= West Welega Zone =

Zone in Oromia Region of Ethiopia

Map of the regions and zones of Ethiopia

West Wollega Zone (Wallagga Lixaa) is a zone in the western part of Oromia Region, Ethiopia. This zone is named after the former province of Wollega, whose western part lay in the area West Wollega now occupies.

West Wellega is bordered on the west by Kelam Welega Zone, on the north by the Benishangul-Gumuz Region, on the east for a short space by East Wollega, and on the southeast by Ilu Aba Bor. Its highest point is Mount Welel. Towns and cities in West Wollega include Dambidolo, Gimbi, Mendi, and Nejo.

The Central Statistical Agency (CSA) reported that 40,606 tons of coffee were produced in West and East Wollega combined in the year ending in 2005, based on inspection records from the Ethiopian Coffee and Tea authority. This represents 35.3% of the Region's output and 17.9% of Ethiopia's total output.

== Demographics ==
Based on the 2007 Census conducted by the Central Statistical Agency of Ethiopia (CSA), this Zone has a total population of 1,350,415, of whom 671,538 are men and 678,877 women; with an area of 10,833.19 square kilometers, Mirab Welega has a population density of 124.66. While 146,672 or 7.39% are urban inhabitants, a further 2,578 or 0.19% are pastoralists. A total of 266,773 households were counted in this Zone, which results in an average of 5.06 persons to a household, and 250,473 housing units. The three largest ethnic groups reported in Mirab Welega were the Oromo (96.72%), the Mao (1.45%), and the Amhara (1.2%); all other ethnic groups made up 0.63% of the population. Oromiffa was spoken as a first language by 97.06%, 1.36% spoke Mao, and 1.15% Amharic; the remaining 0.43% spoke all other primary languages reported. The majority of the inhabitants professed Protestant, with 59.55% of the population having reported they practiced that belief, while 20.19% of the population said they were Ethiopian Orthodox Christianity and 19.66% were Muslim.

The 1994 national census reported a total population for this Zone of 1,547,075 in 289,555 households, of whom 766,461 were men and 780,614 women; 132,525 or 8.57% of its population were urban dwellers at the time. The three largest ethnic groups reported in Mirab Welega were the Oromo (96.07%), the Amhara (2.4%), and the Mao (0.86%); all other ethnic groups made up 0.67% of the population. Oromiffa was spoken as a first language by 96.68%, 2.24% Amharic, and 0.67% spoke Mao; the remaining 0.41% spoke all other primary languages reported. The majority of the inhabitants professed Ethiopian Orthodox Christianity, with 44.03% of the population having reported they practiced that belief, while 37.28% of the population said they were Protestant, 16.88% were Muslim, and 1.1% were Catholic.
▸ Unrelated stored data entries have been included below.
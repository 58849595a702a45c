//! The data graph.

pub use graph::{DataEdge, DataEdges, DataGraph, DataVertex};
pub use info::GraphInfo;
pub use loader::{read_edge_list, read_sqlite};

mod graph;
mod info;
mod loader;
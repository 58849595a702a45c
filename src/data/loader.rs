use crate::{
    data::DataGraph,
    types::{VId, VLabel},
};
use log::info;
use memmap::Mmap;
use std::{
    convert::TryFrom,
    fs::File,
    io::{Error, ErrorKind},
    path::Path,
};

/// Reads a whitespace separated edge list into a data graph.
///
/// Every line is `src dst [payload]`; the integer payload column is ignored,
/// and any other column count is an `InvalidData` error. Blank
/// lines and lines starting with `#` or `%` are skipped. All vertices are
/// labeled `0`.
pub fn read_edge_list<P: AsRef<Path>>(path: P) -> std::io::Result<DataGraph> {
    let file = File::open(path.as_ref())?;
    info!("reading edge list {}...", path.as_ref().display());
    let arcs = if file.metadata()?.len() == 0 {
        vec![]
    } else {
        let mmap = unsafe { Mmap::map(&file)? };
        parse_edge_list(
            std::str::from_utf8(&mmap).map_err(|e| Error::new(ErrorKind::InvalidData, e))?,
        )?
    };
    info!("read {} arcs", arcs.len());
    Ok(DataGraph::new(vec![], arcs))
}

fn parse_edge_list(text: &str) -> std::io::Result<Vec<(VId, VId)>> {
    let mut arcs = vec![];
    for (lineno, line) in text.lines().enumerate() {
        let line = line.trim();
        if line.is_empty() || line.starts_with('#') || line.starts_with('%') {
            continue;
        }
        let fields: Vec<_> = line.split_whitespace().collect();
        let arc = match fields.as_slice() {
            [src, dst] => parse_arc(src, dst),
            [src, dst, payload] => payload
                .parse::<VLabel>()
                .ok()
                .and_then(|_| parse_arc(src, dst)),
            _ => None,
        };
        arcs.push(arc.ok_or_else(|| invalid_line(lineno, line))?);
    }
    Ok(arcs)
}

/// Both ids must leave room for an id space of `max_id + 1` vertices.
fn parse_arc(src: &str, dst: &str) -> Option<(VId, VId)> {
    let parse_vid = |s: &str| {
        s.parse::<VId>()
            .ok()
            .filter(|vid| vid.checked_add(1).is_some())
    };
    Some((parse_vid(src)?, parse_vid(dst)?))
}

fn invalid_line(lineno: usize, line: &str) -> Error {
    Error::new(
        ErrorKind::InvalidData,
        format!("line {}: invalid arc {:?}", lineno + 1, line),
    )
}

/// Reads the data graph stored in a SQLite3 database.
///
/// The database must have the following schema:
///
/// ```sql
/// CREATE TABLE vertices (vid INT, vlabel INT);
/// CREATE TABLE edges (src INT, dst INT);
/// ```
pub fn read_sqlite(conn: &rusqlite::Connection) -> rusqlite::Result<DataGraph> {
    let mut vertices_stmt = conn.prepare("SELECT vid, vlabel FROM vertices")?;
    let vertices = vertices_stmt
        .query_map([], |row| Ok((to_vid(row, 0)?, row.get::<_, VLabel>(1)?)))?
        .collect::<rusqlite::Result<Vec<_>>>()?;
    let mut edges_stmt = conn.prepare("SELECT src, dst FROM edges")?;
    let arcs = edges_stmt
        .query_map([], |row| Ok((to_vid(row, 0)?, to_vid(row, 1)?)))?
        .collect::<rusqlite::Result<Vec<_>>>()?;
    info!("read {} vertices and {} arcs", vertices.len(), arcs.len());
    Ok(DataGraph::new(vertices, arcs))
}

fn to_vid(row: &rusqlite::Row, idx: usize) -> rusqlite::Result<VId> {
    let value: i64 = row.get(idx)?;
    VId::try_from(value).map_err(|_| rusqlite::Error::IntegralValueOutOfRange(idx, value))
}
According to a May 24, 2004 World Bank memorandum, 7% of the inhabitants of West Welega have access to electricity, this zone has a road density of 38.5 kilometers per 1000 square kilometers (compared to the national average of 30 kilometers), the average rural household has 1.2 hectare of land (compared to the national average of 1.01 hectare of land and an average of 1.14 for the Oromia Region) and the equivalent of 0.8 heads of livestock. 20.7% of the population is in non-farm related jobs, compared to the national average of 25% and a Regional average of 24%. Concerning education, 71% of all eligible children are enrolled in primary school, and 29% in secondary schools. Concerning health, 87% of the zone is exposed to malaria, and 71% to Tsetse fly. The memorandum gave this zone a drought risk rating of 369.